━━━ SUPPLIED INFORMATION ━━━

#[cfg(test)]
mod tests {
    use super::*;
    use crate::config::GenerationMethod;
    use crate::params::Range;
    use crate::scene::DustGridSpec;
    use crate::store::generation::{GenerationInfo, GenerationStatus};
    use crate::store::{FreeParameter, RepresentationSpec, RunDefinition, INITIAL_GENERATION};
    use chrono::Utc;
    use std::collections::BTreeMap;

    fn definition() -> RunDefinition {
        RunDefinition {
            name: "test".to_string(),
            object_name: "Test".to_string(),
            ski_template: "template.ski".to_string(),
            free_parameters: vec![
                FreeParameter {
                    label: "dust_mass".to_string(),
                    unit: Unit::SolarMass,
                    first_guess: Quantity::new(3e7, Unit::SolarMass),
                    default_range: Range::new(
                        Quantity::new(1e7, Unit::SolarMass),
                        Quantity::new(9e7, Unit::SolarMass),
                    )
                    .unwrap(),
                    scale: Scale::Log,
                },
                FreeParameter {
                    label: "ionizing".to_string(),
                    unit: Unit::None,
                    first_guess: Quantity::dimensionless(0.5),
                    default_range: Range::new(
                        Quantity::dimensionless(0.1),
                        Quantity::dimensionless(1.0),
                    )
                    .unwrap(),
                    scale: Scale::Linear,
                },
            ],
            input_dir: "input".to_string(),
            input_maps: vec![],
            wavelength_grids: vec!["wavelengths_level0.dat".to_string()],
            representations: vec![RepresentationSpec {
                name: "initial".to_string(),
                dust_grid: DustGridSpec::file_tree("tree.dat"),
                ncells: None,
            }],
        }
    }

    fn request(nmodels: usize) -> GenerationRequest {
        let mut ranges = BTreeMap::new();
        ranges.insert(
            "dust_mass".to_string(),
            Range::new(
                Quantity::new(1e7, Unit::SolarMass),
                Quantity::new(9e7, Unit::SolarMass),
            )
            .unwrap(),
        );
        ranges.insert(
            "ionizing".to_string(),
            Range::new(Quantity::dimensionless(0.1), Quantity::dimensionless(1.0)).unwrap(),
        );
        let mut scales = BTreeMap::new();
        scales.insert("dust_mass".to_string(), Scale::Log);
        scales.insert("ionizing".to_string(), Scale::Linear);
        GenerationRequest {
            ranges,
            scales,
            fixed_initial: vec![],
            npoints: BTreeMap::new(),
            weights: BTreeMap::new(),
            nmodels,
        }
    }

    fn generator(seed: u64) -> GeneticGenerator {
        GeneticGenerator::new(OptimizerConfig::default(), RecurrenceConfig::default(), seed)
    }

    #[test]
    fn test_initial_sampling_within_ranges() {
        let dir = tempfile::tempdir().unwrap();
        let run = FittingRun::create(dir.path(), definition()).unwrap();
        let population = generator(7).generate(&run, &request(20)).unwrap();
        assert_eq!(population.len(), 20);
        for individual in &population.individuals {
            let mass = individual.parameters.get("dust_mass").unwrap().value;
            let ionizing = individual.parameters.get("ionizing").unwrap().value;
            assert!((1e7..=9e7).contains(&mass));
            assert!((0.1..=1.0).contains(&ionizing));
        }
        assert!(population.prng_state.is_some());
    }

    #[test]
    fn test_initial_sampling_is_deterministic() {
        let dir_a = tempfile::tempdir().unwrap();
        let dir_b = tempfile::tempdir().unwrap();
        let run_a = FittingRun::create(dir_a.path(), definition()).unwrap();
        let run_b = FittingRun::create(dir_b.path(), definition()).unwrap();
        let pop_a = generator(11).generate(&run_a, &request(10)).unwrap();
        let pop_b = generator(11).generate(&run_b, &request(10)).unwrap();
        assert_eq!(pop_a.individuals, pop_b.individuals);
    }

    #[test]
    fn test_fixed_initial_seeds_first_individuals() {
        let dir = tempfile::tempdir().unwrap();
        let run = FittingRun::create(dir.path(), definition()).unwrap();
        let mut fixed = ParameterVector::new();
        fixed.push("dust_mass", Quantity::new(5e7, Unit::SolarMass));
        fixed.push("ionizing", Quantity::dimensionless(0.25));
        let mut req = request(5);
        req.fixed_initial = vec![fixed.clone()];
        let population = generator(3).generate(&run, &req).unwrap();
        assert_eq!(population.individuals[0].parameters, fixed);
    }

    #[test]
    fn test_duplicate_seed_is_suppressed() {
        // Two identical seeded vectors: one survives, no duplicate
        // submission, and the population may shrink.
        let dir = tempfile::tempdir().unwrap();
        let run = FittingRun::create(dir.path(), definition()).unwrap();
        let mut fixed = ParameterVector::new();
        fixed.push("dust_mass", Quantity::new(5e7, Unit::SolarMass));
        fixed.push("ionizing", Quantity::dimensionless(0.25));
        let mut req = request(2);
        req.fixed_initial = vec![fixed.clone(), fixed.clone()];
        let population = generator(3).generate(&run, &req).unwrap();
        assert_eq!(population.len(), 1);
        assert_eq!(population.recurrent.len(), 1);
        assert_eq!(
            population.recurrent[0].matched_simulation,
            population.individuals[0].name
        );
        assert!(population.recurrent[0].chi_squared.is_none());
    }

    /// A run whose initial generation is finalized with known scores.
    fn scored_run(dir: &std::path::Path, scores: &[f64]) -> FittingRun {
        let run = FittingRun::create(dir, definition()).unwrap();
        let req = request(scores.len());
        let mut generator = generator(19);
        let population = generator.generate(&run, &req).unwrap();
        assert_eq!(population.len(), scores.len());

        let info = GenerationInfo {
            name: INITIAL_GENERATION.to_string(),
            index: None,
            method: GenerationMethod::Genetic,
            wavelength_grid_level: 0,
            representation: "initial".to_string(),
            npackages: 100_000,
            selfabsorption: false,
            transient_heating: false,
            nsimulations: scores.len(),
            creation_time: Utc::now(),
            finishing_time: None,
            status: GenerationStatus::Planned,
        };
        let mut generation = run
            .create_generation(info, &req.ranges, &req.scales)
            .unwrap();

        let units: Vec<Unit> = run.parameter_units().into_iter().map(|(_, u)| u).collect();
        let mut scored = Vec::new();
        for (i, individual) in population.individuals.iter().enumerate() {
            let simulation_name = format!("sim_{i}");
            generation
                .append_individual(&simulation_name, &individual.name)
                .unwrap();
            generation
                .append_parameters(&simulation_name, &individual.parameters)
                .unwrap();
            generation
                .append_chi_squared(&simulation_name, scores[i])
                .unwrap();
            scored.push((individual.clone(), Some(simulation_name), Some(scores[i])));
        }
        let engine = build_engine_state(0, run.free_parameter_labels(), &units, scored).unwrap();
        run.write_state_file(&run.main_engine_path(), &engine.to_json().unwrap())
            .unwrap();
        run.write_state_file(&run.main_prng_path(), &population.prng_state.unwrap())
            .unwrap();
        generation
            .finalize(GenerationStatus::Finalized, Utc::now())
            .unwrap();
        run
    }

    #[test]
    fn test_evolution_reuses_elite_scores() {
        let dir = tempfile::tempdir().unwrap();
        let run = scored_run(dir.path(), &[5.0, 1.0, 9.0, 3.0, 7.0, 2.0]);
        let population = generator(19).generate(&run, &request(6)).unwrap();

        // The two elites (scores 1.0 and 2.0) recur and carry their scores.
        let reused: Vec<f64> = population
            .recurrent
            .iter()
            .filter_map(|r| r.chi_squared)
            .collect();
        assert!(reused.contains(&1.0));
        assert!(reused.contains(&2.0));
        // Nothing is resampled to compensate for the suppressed elites.
        assert_eq!(population.len() + population.recurrent.len(), 6);
    }

    #[test]
    fn test_evolution_respects_bounds() {
        let dir = tempfile::tempdir().unwrap();
        let run = scored_run(dir.path(), &[5.0, 1.0, 9.0, 3.0]);
        for seed in [19u64, 20, 21] {
            let mut g = GeneticGenerator::new(
                OptimizerConfig {
                    mutation_rate: 1.0,
                    ..Default::default()
                },
                RecurrenceConfig::default(),
                seed,
            );
            let population = g.generate(&run, &request(8)).unwrap();
            for individual in &population.individuals {
                let mass = individual.parameters.get("dust_mass").unwrap().value;
                let ionizing = individual.parameters.get("ionizing").unwrap().value;
                assert!((1e7..=9e7).contains(&mass), "mass {mass} out of range");
                assert!((0.1..=1.0).contains(&ionizing), "ionizing {ionizing} out of range");
            }
        }
    }

    #[test]
    fn test_prng_state_roundtrip() {
        let mut rng = ChaCha8Rng::seed_from_u64(99);
        let _: f64 = rng.gen();
        let _: f64 = rng.gen();
        let state = PrngState::capture(99, &rng);
        let mut restored = state.restore();
        let mut original = rng;
        for _ in 0..16 {
            assert_eq!(original.gen::<u64>(), restored.gen::<u64>());
        }
    }

    #[test]
    fn test_empty_ranges_give_empty_population() {
        let dir = tempfile::tempdir().unwrap();
        let run = FittingRun::create(dir.path(), definition()).unwrap();
        let req = GenerationRequest {
            ranges: BTreeMap::new(),
            scales: BTreeMap::new(),
            fixed_initial: vec![],
            npoints: BTreeMap::new(),
            weights: BTreeMap::new(),
            nmodels: 10,
        };
        let population = generator(1).generate(&run, &req).unwrap();
        assert!(population.is_empty());
    }
}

━━━

WORK TO COMPLETE> Nothing should appear in the answer except the lines above from the line with "let dir_a = tempfile::tempdir().unwrap();" through the line with "assert_eq!(population.individuals[0].parameters, fixed);", both included, written out exactly.

RESULT OF THE EXERCISE>
        let dir_a = tempfile::tempdir().unwrap();
        let dir_b = tempfile::tempdir().unwrap();
        let run_a = FittingRun::create(dir_a.path(), definition()).unwrap();
        let run_b = FittingRun::create(dir_b.path(), definition()).unwrap();
        let pop_a = generator(11).generate(&run_a, &request(10)).unwrap();
        let pop_b = generator(11).generate(&run_b, &request(10)).unwrap();
        assert_eq!(pop_a.individuals, pop_b.individuals);
    }

    #[test]
    fn test_fixed_initial_seeds_first_individuals() {
        let dir = tempfile::tempdir().unwrap();
        let run = FittingRun::create(dir.path(), definition()).unwrap();
        let mut fixed = ParameterVector::new();
        fixed.push("dust_mass", Quantity::new(5e7, Unit::SolarMass));
        fixed.push("ionizing", Quantity::dimensionless(0.25));
        let mut req = request(5);
        req.fixed_initial = vec![fixed.clone()];
        let population = generator(3).generate(&run, &req).unwrap();
        assert_eq!(population.individuals[0].parameters, fixed);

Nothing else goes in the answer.